Kekuasaan kehakiman adalah kekuasaan negara yang merdeka untuk menyelenggarakan peradilan guna menegakkan hukum dan keadilan berdasarkan Pancasila, demi terselenggaranya negara hukum Republik Indonesia. Tugas menyelenggarakan peradilan yang diperinci ke dalam kegiatan-kegiatan menerima, memeriksa dan mengadili perkara, pengadilan melakukan penegakan hukum. Cara mengadili seperti yang dikehendaki oleh sistem hukum tersebut termasuk ke dalam kategori ajudikatif, yaitu menentukan apa yang sesungguhnya merupakan isi suatu peraturan, kemudian menentukan apakah peraturan itu telah dilanggar (khususnya dalam perkara pidana)[5].

            2.      Penalaran Hukum
Dalam Terminologi Hukum, istilah ‘argument’ diartikan sebagai berusaha mempercayakan orang lain dengan mengajukan alasan-alasan.[6] Dalam Kamus Filasafat, ‘argument’ dari bahasa Latin ‘arguere’ yang berarti menjelaskan. Alasan-alasan (bukti) yang ditawarkan untuk mendukung atau menyangkal sesuatu.[7] Dalam logika, diartikan sebagai serangkaian pernyataan yang disebut premis-premis yang secara logis berkaitan dengan pernyataan berikutnya yang disebut konklusi. Argumen-argumen dibagi menjadi dua kategori umum, yaitu deduktif dan induktif.
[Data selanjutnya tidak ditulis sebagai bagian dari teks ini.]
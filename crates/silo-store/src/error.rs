//! Storage error types

use silo_core::types::SegmentState;
use thiserror::Error;

/// Result type for storage operations
pub type Result<T> = std::result::Result<T, StoreError>;

/// Errors in the persistence layer
#[derive(Error, Debug)]
pub enum StoreError {
    /// Underlying RocksDB failure
    #[error("Database error: {0}")]
    Db(#[from] rocksdb::Error),

    /// Row failed to (de)serialize
    #[error("Row codec error: {0}")]
    Codec(String),

    /// Expected row absent
    #[error("Not found in {table}")]
    NotFound { table: &'static str },

    /// Column family missing from an opened database (schema mismatch)
    #[error("Missing column family: {0}")]
    MissingColumnFamily(&'static str),

    /// Segment state transition violates the state machine
    #[error("Illegal segment transition {from:?} -> {to:?}")]
    IllegalTransition { from: SegmentState, to: SegmentState },

    /// Uniqueness violated: a (parent, index, redundancy) triple already
    /// committed a Message-ID
    #[error("Message-ID already committed for segment")]
    AlreadyPosted,
}

impl From<bincode::Error> for StoreError {
    fn from(err: bincode::Error) -> Self {
        StoreError::Codec(err.to_string())
    }
}

impl From<StoreError> for silo_core::SiloError {
    fn from(err: StoreError) -> Self {
        silo_core::SiloError::Storage(err.to_string())
    }
}
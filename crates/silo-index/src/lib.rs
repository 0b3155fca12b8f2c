//! # Silo Index
//!
//! Turns a folder tree into versioned file rows and segment plans:
//!
//! - [`scanner`]: deterministic depth-first traversal with streaming
//!   SHA-256 and symlink containment
//! - [`diff`]: streaming merge-join change detection between versions
//! - [`segmenter`]: fixed-size slicing, small-file packing, redundancy
//!   copy planning, subject assignment
//! - [`pack`]: the packed-segment wire layout
//! - [`redundancy`]: reversible per-copy byte perturbation
//! - [`payload`]: re-reading segment plaintext at post time

pub mod diff;
pub mod error;
pub mod pack;
pub mod payload;
pub mod redundancy;
pub mod scanner;
pub mod segmenter;

pub use diff::{ChangeEvent, PriorFile};
pub use error::{IndexError, Result};
pub use scanner::{ScanItem, ScannedFile};
pub use segmenter::{Packer, SegmentPlanner};
impl Iterator for SnapshotStream<'_> {
    type Item = Result<FileVersion>;

    fn next(&mut self) -> Option<Self::Item> {
        loop {
            match self.inner.next() {
                Some(Ok(row)) => {
                    if row.version > self.version {
                        continue;
                    }
                    match &self.pending {
                        Some(current) if current.rel_path == row.rel_path => {
                            // higher version for the same path wins
                            self.pending = Some(row);
                        }
                        Some(_) => {
                            let done = self.pending.replace(row);
                            if let Some(done) = done {
                                if !done.deleted {
                                    return Some(Ok(done));
                                }
                            }
                        }
                        None => self.pending = Some(row),
                    }
                }
                Some(Err(e)) => return Some(Err(e)),
                None => {
                    let done = self.pending.take()?;
                    if !done.deleted {
                        return Some(Ok(done));
                    }
                }
            }
        }
    }
}
//! Key encodings for the entity column families
//!
//! Keys sort in the order the pipeline iterates: file keys encode path
//! components NUL-separated so byte order over keys equals the
//! scanner's sorted depth-first emission order, and version numbers are
//! big-endian so versions of one path are adjacent and ascending.

use silo_core::types::{FolderId, PackGroupId, SegmentParent, ShareId};

/// Separator between path components (never occurs inside a component)
const PATH_SEP: u8 = 0x00;

/// Terminator after the final component; sorts below any component byte
/// except the separator, keeping "a" < "a.txt" < "a/b" ordering aligned
/// with sorted DFS traversal
const PATH_END: u8 = 0x01;

/// Encode a relative path for use inside a key
pub fn encode_path(rel_path: &str) -> Vec<u8> {
    let mut out = Vec::with_capacity(rel_path.len() + 1);
    for (i, component) in rel_path.split('/').enumerate() {
        if i > 0 {
            out.push(PATH_SEP);
        }
        out.extend_from_slice(component.as_bytes());
    }
    out.push(PATH_END);
    out
}

/// files CF: folder_id || encoded_path || version(be)
pub fn file_key(folder_id: &FolderId, rel_path: &str, version: u64) -> Vec<u8> {
    let mut key = Vec::with_capacity(32 + rel_path.len() + 9);
    key.extend_from_slice(folder_id.as_bytes());
    key.extend_from_slice(&encode_path(rel_path));
    key.extend_from_slice(&version.to_be_bytes());
    key
}

/// Prefix covering every version of every file in a folder
pub fn folder_files_prefix(folder_id: &FolderId) -> Vec<u8> {
    folder_id.as_bytes().to_vec()
}

/// Prefix covering every version of one path
pub fn file_versions_prefix(folder_id: &FolderId, rel_path: &str) -> Vec<u8> {
    let mut key = Vec::with_capacity(32 + rel_path.len() + 1);
    key.extend_from_slice(folder_id.as_bytes());
    key.extend_from_slice(&encode_path(rel_path));
    key
}

fn parent_tag(parent: &SegmentParent) -> (u8, [u8; 16]) {
    match parent {
        SegmentParent::File(id) => (0, *id.as_bytes()),
        SegmentParent::Pack(id) => (1, *id.as_bytes()),
    }
}

/// segments CF: tag || parent_id || segment_index(be) || redundancy
pub fn segment_key(parent: &SegmentParent, segment_index: u32, redundancy: u8) -> Vec<u8> {
    let (tag, id) = parent_tag(parent);
    let mut key = Vec::with_capacity(1 + 16 + 4 + 1);
    key.push(tag);
    key.extend_from_slice(&id);
    key.extend_from_slice(&segment_index.to_be_bytes());
    key.push(redundancy);
    key
}

/// Prefix covering every copy of every segment of one parent
pub fn parent_segments_prefix(parent: &SegmentParent) -> Vec<u8> {
    let (tag, id) = parent_tag(parent);
    let mut key = Vec::with_capacity(17);
    key.push(tag);
    key.extend_from_slice(&id);
    key
}

/// pack_groups CF: folder_id || version(be) || pack_id
pub fn pack_group_key(folder_id: &FolderId, version: u64, pack_id: &PackGroupId) -> Vec<u8> {
    let mut key = Vec::with_capacity(32 + 8 + 16);
    key.extend_from_slice(folder_id.as_bytes());
    key.extend_from_slice(&version.to_be_bytes());
    key.extend_from_slice(pack_id.as_bytes());
    key
}

/// Prefix covering the pack groups of one folder version
pub fn pack_groups_prefix(folder_id: &FolderId, version: u64) -> Vec<u8> {
    let mut key = Vec::with_capacity(40);
    key.extend_from_slice(folder_id.as_bytes());
    key.extend_from_slice(&version.to_be_bytes());
    key
}

/// authorized_users CF: share_id || commitment
pub fn authorized_user_key(share_id: &ShareId, commitment: &[u8; 32]) -> Vec<u8> {
    let mut key = Vec::with_capacity(24 + 32);
    key.extend_from_slice(share_id.as_str().as_bytes());
    key.extend_from_slice(commitment);
    key
}

/// Prefix covering the authorized set of one share
pub fn authorized_users_prefix(share_id: &ShareId) -> Vec<u8> {
    share_id.as_str().as_bytes().to_vec()
}

#[cfg(test)]
mod tests {
    use super::*;

    #[test]
    fn test_path_order_matches_sorted_dfs() {
        // sorted DFS visits directory "a" before sibling file "a.txt"
        let folder = FolderId::new([0; 32]);
        let nested = file_key(&folder, "a/b", 1);
        let sibling = file_key(&folder, "a.txt", 1);
        assert!(nested < sibling);

        // plain file ordering stays lexicographic
        assert!(file_key(&folder, "a.txt", 1) < file_key(&folder, "b.txt", 1));
    }

    #[test]
    fn test_versions_adjacent_ascending() {
        let folder = FolderId::new([0; 32]);
        let v1 = file_key(&folder, "doc.txt", 1);
        let v2 = file_key(&folder, "doc.txt", 2);
        let v10 = file_key(&folder, "doc.txt", 10);
        assert!(v1 < v2);
        assert!(v2 < v10);
        assert!(v1.starts_with(&file_versions_prefix(&folder, "doc.txt")));
    }

    #[test]
    fn test_segment_keys_grouped_by_parent() {
        let parent = SegmentParent::File(silo_core::types::FileId::new([7; 16]));
        let prefix = parent_segments_prefix(&parent);

        let k0 = segment_key(&parent, 0, 0);
        let k0r1 = segment_key(&parent, 0, 1);
        let k1 = segment_key(&parent, 1, 0);

        assert!(k0.starts_with(&prefix));
        assert!(k0 < k0r1);
        assert!(k0r1 < k1);
    }
}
Dalam Blak’s Law Dictionary (Garner, 1999:102), istilah ‘argument’ diartikan “a statement that attempts to persuase; esp., the remarks of counsel in alalyzing and pointing out or repudiating a desired inference, for the assistance of decision-maker. The act or process of attempting to persuade”. Sedangkan ‘argumentative’, diartikan sebagai “of or relating to argument or persuasion, stating not only facts, but also inferences and conclusions drawn from facts (the judge sustained the prosecutor’s objection to the argumentative question)”. [8]
    Dalam Kamus Hukum, istilah ‘argumen’ diberikan arti sebagai alasan yang dapat dipakai untuk memperkuat atau menolak suatu pendapat, pendirian, atau gagasan. Berargumen, berarti berdebat dengan saling mempertahankan atau menolak alasan masing-masing. Istilah argumentasi, diartikan sebagai pemberian alasan untuk memperkuat atau menolak suatu pendapat, pendirian atau gagasan. Berargumentasi berarti memberikan alasan untuk memperkuat atau menolak suatu pendapat, pendirian atau gagasan.
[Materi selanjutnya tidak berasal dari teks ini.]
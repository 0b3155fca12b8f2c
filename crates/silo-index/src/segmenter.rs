//! Segment planning
//!
//! Files at or above the segment size slice into fixed
//! `ceil(size / segment_size)` ranges; smaller files accumulate into
//! pack groups in scan order. Every logical segment yields one record
//! per redundancy copy, all sharing the plaintext hash and the internal
//! subject, each with its own wire subject.
//!
//! The internal subject ordinal counts logical segments across the whole
//! folder version so no two segments of one version derive the same
//! subject.

use rand::rngs::OsRng;
use rand::RngCore;
use std::fs::File;
use std::io::Read;
use std::path::Path;

use crate::error::{IndexError, Result};
use crate::pack;
use silo_core::config::SegmentSettings;
use silo_core::types::{
    FileId, FileVersion, FolderId, PackEntry, PackGroup, PackGroupId, SegmentId, SegmentParent,
    SegmentRecord, SegmentState, Sha256Digest, SubjectPair,
};
use silo_crypto::hash::sha256;
use silo_crypto::obfuscate::{internal_subject, mint_usenet_subject};

/// Mint a random file row identifier
pub fn mint_file_id() -> FileId {
    let mut bytes = [0u8; 16];
    OsRng.fill_bytes(&mut bytes);
    FileId::new(bytes)
}

fn mint_pack_id() -> PackGroupId {
    let mut bytes = [0u8; 16];
    OsRng.fill_bytes(&mut bytes);
    PackGroupId::new(bytes)
}

fn mint_segment_id() -> SegmentId {
    let mut bytes = [0u8; 16];
    OsRng.fill_bytes(&mut bytes);
    SegmentId::new(bytes)
}

/// Plans the segments of one folder version
pub struct SegmentPlanner {
    folder_id: FolderId,
    version: u64,
    segment_size: u32,
    /// Total copies per logical segment (redundancy 0 and 1 both mean a
    /// single copy)
    copies: u8,
    signing_key: [u8; 32],
    /// Logical segment ordinal across the folder version, feeding the
    /// internal subject derivation
    next_ordinal: u32,
}

impl SegmentPlanner {
    pub fn new(
        folder_id: FolderId,
        version: u64,
        settings: &SegmentSettings,
        signing_key: [u8; 32],
    ) -> Self {
        Self {
            folder_id,
            version,
            segment_size: settings.segment_size,
            copies: settings.redundancy_level.max(1),
            signing_key,
            next_ordinal: 0,
        }
    }

    pub fn segment_size(&self) -> u32 {
        self.segment_size
    }

    /// Records for one logical segment: one per redundancy copy, shared
    /// internal subject, fresh wire subject each
    fn records_for_slice(
        &mut self,
        parent: SegmentParent,
        segment_index: u32,
        offset: u64,
        length: u32,
        sha256: Sha256Digest,
    ) -> Vec<SegmentRecord> {
        let ordinal = self.next_ordinal;
        self.next_ordinal += 1;

        let internal =
            internal_subject(&self.folder_id, self.version, ordinal, &self.signing_key);

        (0..self.copies)
            .map(|redundancy| {
                // same internal subject across copies, fresh wire subject each
                let subjects = SubjectPair {
                    internal,
                    usenet: mint_usenet_subject(),
                };
                SegmentRecord {
                    segment_id: mint_segment_id(),
                    folder_id: self.folder_id,
                    parent,
                    segment_index,
                    offset,
                    length,
                    sha256,
                    redundancy,
                    subjects,
                    state: SegmentState::Pending,
                    message_id: None,
                    posted_at: None,
                    failure: None,
                }
            })
            .collect()
    }

    /// Slice a file of size >= the segment size. Streams the file once,
    /// hashing each slice; memory use is one slice.
    pub fn plan_file(&mut self, root: &Path, file: &FileVersion) -> Result<Vec<SegmentRecord>> {
        let mut handle = File::open(root.join(&file.rel_path))?;
        let mut records = Vec::new();
        let mut buf = vec![0u8; self.segment_size as usize];
        let mut segment_index = 0u32;
        let mut total = 0u64;

        loop {
            let filled = fill_buffer(&mut handle, &mut buf)?;
            if filled == 0 {
                break;
            }
            let slice = &buf[..filled];
            records.extend(self.records_for_slice(
                SegmentParent::File(file.file_id),
                segment_index,
                total,
                filled as u32,
                sha256(slice),
            ));
            total += filled as u64;
            segment_index += 1;
            if filled < buf.len() {
                break;
            }
        }

        if total != file.size {
            return Err(IndexError::FileChanged(file.rel_path.clone()));
        }
        tracing::debug!(
            file = %file.rel_path,
            segments = segment_index,
            copies = self.copies,
            "planned file segments"
        );
        Ok(records)
    }

    /// Plan the packed segment for a full pack buffer
    fn plan_pack(
        &mut self,
        folder_version: u64,
        entries: Vec<PackEntry>,
        payload: &[u8],
    ) -> Result<(PackGroup, Vec<SegmentRecord>)> {
        let group = PackGroup {
            pack_id: mint_pack_id(),
            folder_id: self.folder_id,
            folder_version,
            total_length: payload.len() as u32,
            entries,
        };

        let plaintext = pack::encode(&group.entries, payload)?;
        let records = self.records_for_slice(
            SegmentParent::Pack(group.pack_id),
            0,
            0,
            plaintext.len() as u32,
            sha256(&plaintext),
        );
        tracing::debug!(
            pack = %group.pack_id,
            files = group.entries.len(),
            bytes = group.total_length,
            "planned pack group"
        );
        Ok((group, records))
    }
}

/// Read until the buffer is full or the file ends
fn fill_buffer(reader: &mut impl Read, buf: &mut [u8]) -> std::io::Result<usize> {
    let mut filled = 0;
    while filled < buf.len() {
        let n = reader.read(&mut buf[filled..])?;
        if n == 0 {
            break;
        }
        filled += n;
    }
    Ok(filled)
}

/// Accumulates small files (strictly below the segment size) into pack
/// groups in scan order. A file joins the open buffer only if it fits
/// entirely; otherwise the buffer flushes first. Exactly filling the
/// buffer flushes without overflow.
pub struct Packer {
    segment_size: u32,
    buffer: Vec<u8>,
    entries: Vec<PackEntry>,
}

impl Packer {
    pub fn new(segment_size: u32) -> Self {
        Self {
            segment_size,
            buffer: Vec::new(),
            entries: Vec::new(),
        }
    }

    /// Add a small file. Returns a flushed pack group when this file
    /// would have overflowed the open buffer.
    pub fn push(
        &mut self,
        root: &Path,
        file: &FileVersion,
        planner: &mut SegmentPlanner,
    ) -> Result<Option<(PackGroup, Vec<SegmentRecord>)>> {
        debug_assert!(file.size < self.segment_size as u64);

        let mut bytes = Vec::with_capacity(file.size as usize);
        File::open(root.join(&file.rel_path))?.read_to_end(&mut bytes)?;
        if bytes.len() as u64 != file.size {
            return Err(IndexError::FileChanged(file.rel_path.clone()));
        }

        let flushed = if !self.buffer.is_empty()
            && self.buffer.len() + bytes.len() > self.segment_size as usize
        {
            Some(self.flush(file.version, planner)?)
        } else {
            None
        };

        self.entries.push(PackEntry {
            file_id: file.file_id,
            rel_path: file.rel_path.clone(),
            offset: self.buffer.len() as u32,
            length: bytes.len() as u32,
        });
        self.buffer.extend_from_slice(&bytes);
        Ok(flushed)
    }

    /// Flush whatever remains
    pub fn finish(
        &mut self,
        folder_version: u64,
        planner: &mut SegmentPlanner,
    ) -> Result<Option<(PackGroup, Vec<SegmentRecord>)>> {
        if self.entries.is_empty() {
            return Ok(None);
        }
        Ok(Some(self.flush(folder_version, planner)?))
    }

    fn flush(
        &mut self,
        folder_version: u64,
        planner: &mut SegmentPlanner,
    ) -> Result<(PackGroup, Vec<SegmentRecord>)> {
        let entries = std::mem::take(&mut self.entries);
        let payload = std::mem::take(&mut self.buffer);
        if payload.len() > self.segment_size as usize {
            return Err(IndexError::PackOverflow {
                attempted: payload.len() as u64,
                max: self.segment_size as u64,
            });
        }
        planner.plan_pack(folder_version, entries, &payload)
    }
}

#[cfg(test)]
mod tests {
    use super::*;
    use chrono::Utc;
    use std::fs;
    use tempfile::TempDir;

    const SEG: u32 = 1000; // small segment size keeps tests fast

    fn settings(redundancy: u8) -> SegmentSettings {
        SegmentSettings {
            segment_size: SEG,
            redundancy_level: redundancy,
        }
    }

    fn planner(redundancy: u8) -> SegmentPlanner {
        SegmentPlanner::new(FolderId::new([1; 32]), 1, &settings(redundancy), [2; 32])
    }

    fn file_row(rel_path: &str, size: u64) -> FileVersion {
        FileVersion {
            file_id: mint_file_id(),
            folder_id: FolderId::new([1; 32]),
            rel_path: rel_path.to_string(),
            version: 1,
            size,
            sha256: Sha256Digest::default(),
            mime: None,
            mtime: 0,
            deleted: false,
            created_at: Utc::now(),
        }
    }

    fn write_file(dir: &TempDir, rel_path: &str, bytes: &[u8]) -> FileVersion {
        fs::write(dir.path().join(rel_path), bytes).unwrap();
        file_row(rel_path, bytes.len() as u64)
    }

    #[test]
    fn test_exact_segment_size_single_slice() {
        let dir = TempDir::new().unwrap();
        let file = write_file(&dir, "exact.bin", &vec![7u8; SEG as usize]);

        let records = planner(0).plan_file(dir.path(), &file).unwrap();
        assert_eq!(records.len(), 1);
        assert_eq!(records[0].length, SEG);
        assert_eq!(records[0].segment_index, 0);
    }

    #[test]
    fn test_one_byte_over_yields_two_slices() {
        let dir = TempDir::new().unwrap();
        let file = write_file(&dir, "over.bin", &vec![7u8; SEG as usize + 1]);

        let records = planner(0).plan_file(dir.path(), &file).unwrap();
        assert_eq!(records.len(), 2);
        assert_eq!(records[0].length, SEG);
        assert_eq!(records[1].length, 1);
        assert_eq!(records[1].offset, SEG as u64);
    }

    #[test]
    fn test_slice_hashes_are_content_addresses() {
        let dir = TempDir::new().unwrap();
        let mut content = vec![1u8; SEG as usize];
        content.extend_from_slice(&[2u8; 500]);
        let file = write_file(&dir, "two.bin", &content);

        let records = planner(0).plan_file(dir.path(), &file).unwrap();
        assert_eq!(records[0].sha256, sha256(&content[..SEG as usize]));
        assert_eq!(records[1].sha256, sha256(&content[SEG as usize..]));
    }

    #[test]
    fn test_redundancy_copies_share_subject_identity() {
        let dir = TempDir::new().unwrap();
        let file = write_file(&dir, "r.bin", &vec![7u8; SEG as usize]);

        let records = planner(3).plan_file(dir.path(), &file).unwrap();
        assert_eq!(records.len(), 3);

        let internal: Vec<_> = records.iter().map(|r| r.subjects.internal).collect();
        assert_eq!(internal[0], internal[1]);
        assert_eq!(internal[1], internal[2]);

        let wire: Vec<_> = records.iter().map(|r| r.subjects.usenet.clone()).collect();
        assert_ne!(wire[0], wire[1]);
        assert_ne!(wire[1], wire[2]);

        let copies: Vec<_> = records.iter().map(|r| r.redundancy).collect();
        assert_eq!(copies, vec![0, 1, 2]);
    }

    #[test]
    fn test_ordinals_distinct_across_files() {
        let dir = TempDir::new().unwrap();
        let a = write_file(&dir, "a.bin", &vec![1u8; SEG as usize]);
        let b = write_file(&dir, "b.bin", &vec![2u8; SEG as usize]);

        let mut planner = planner(0);
        let ra = planner.plan_file(dir.path(), &a).unwrap();
        let rb = planner.plan_file(dir.path(), &b).unwrap();

        // both are segment 0 of their file but derive distinct subjects
        assert_eq!(ra[0].segment_index, 0);
        assert_eq!(rb[0].segment_index, 0);
        assert_ne!(ra[0].subjects.internal, rb[0].subjects.internal);
    }

    #[test]
    fn test_size_mismatch_detected() {
        let dir = TempDir::new().unwrap();
        let mut file = write_file(&dir, "grown.bin", &vec![7u8; SEG as usize]);
        file.size += 10; // pretend the scan saw a different size
        assert!(matches!(
            planner(0).plan_file(dir.path(), &file),
            Err(IndexError::FileChanged(_))
        ));
    }

    #[test]
    fn test_packer_flushes_on_overflow() {
        let dir = TempDir::new().unwrap();
        let a = write_file(&dir, "a.txt", &[1u8; 600]);
        let b = write_file(&dir, "b.txt", &[2u8; 600]);

        let mut planner = planner(0);
        let mut packer = Packer::new(SEG);

        assert!(packer.push(dir.path(), &a, &mut planner).unwrap().is_none());
        // b does not fit beside a; a flushes alone
        let (group, records) = packer
            .push(dir.path(), &b, &mut planner)
            .unwrap()
            .expect("overflow must flush");
        assert_eq!(group.entries.len(), 1);
        assert_eq!(group.entries[0].rel_path, "a.txt");
        assert_eq!(group.total_length, 600);
        assert_eq!(records.len(), 1);

        let (tail, _) = packer.finish(1, &mut planner).unwrap().expect("b remains");
        assert_eq!(tail.entries[0].rel_path, "b.txt");
    }

    #[test]
    fn test_packer_exact_fill_no_overflow() {
        let dir = TempDir::new().unwrap();
        let a = write_file(&dir, "a.txt", &[1u8; 400]);
        let b = write_file(&dir, "b.txt", &[2u8; 600]);

        let mut planner = planner(0);
        let mut packer = Packer::new(SEG);

        assert!(packer.push(dir.path(), &a, &mut planner).unwrap().is_none());
        // exactly fills the buffer: no flush on push
        assert!(packer.push(dir.path(), &b, &mut planner).unwrap().is_none());

        let (group, _) = packer.finish(1, &mut planner).unwrap().unwrap();
        assert_eq!(group.total_length, SEG);
        assert_eq!(group.entries.len(), 2);
        assert_eq!(group.entries[1].offset, 400);
    }

    #[test]
    fn test_packed_plaintext_roundtrips() {
        let dir = TempDir::new().unwrap();
        let a = write_file(&dir, "a.txt", b"hello");
        let b = write_file(&dir, "b.txt", b"world!");

        let mut planner = planner(0);
        let mut packer = Packer::new(SEG);
        packer.push(dir.path(), &a, &mut planner).unwrap();
        packer.push(dir.path(), &b, &mut planner).unwrap();
        let (group, records) = packer.finish(1, &mut planner).unwrap().unwrap();

        let plaintext = crate::payload::load_pack_segment(dir.path(), &group).unwrap();
        assert_eq!(sha256(&plaintext), records[0].sha256);

        let (entries, payload) = crate::pack::decode(&plaintext).unwrap();
        assert_eq!(crate::pack::slice_entry(&payload, &entries[0]), b"hello");
        assert_eq!(crate::pack::slice_entry(&payload, &entries[1]), b"world!");
    }
}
Dalam Kamus Belanda-Indonesia, istilah ‘argument’ diartikan bukti sanggahan, alasan, perbantahan, dan ‘argumentatie’ diartikan sebagai hal memberikan alasan dengan cara tertentu, debat, pembahasan.[9] Dalam ‘Kamus Inggris-Indonesia’ ditemukan istilah ‘argument’ yang diberikan arti alasan, perdebatan, bukti, perbantahan, dan ‘argumentation’ diberikan arti sebagai pemberian alasan dengan cara tertentu, debat, pembahasan. Dalam Kamus Bahasa Indonesia, argumen diartikan sebagai alasan berupa uraian penjelasan, dan argumentasi diartikan sebagai pemberian alasan yang diuraikan secara jelas untuk memperkuat suatu pendapat.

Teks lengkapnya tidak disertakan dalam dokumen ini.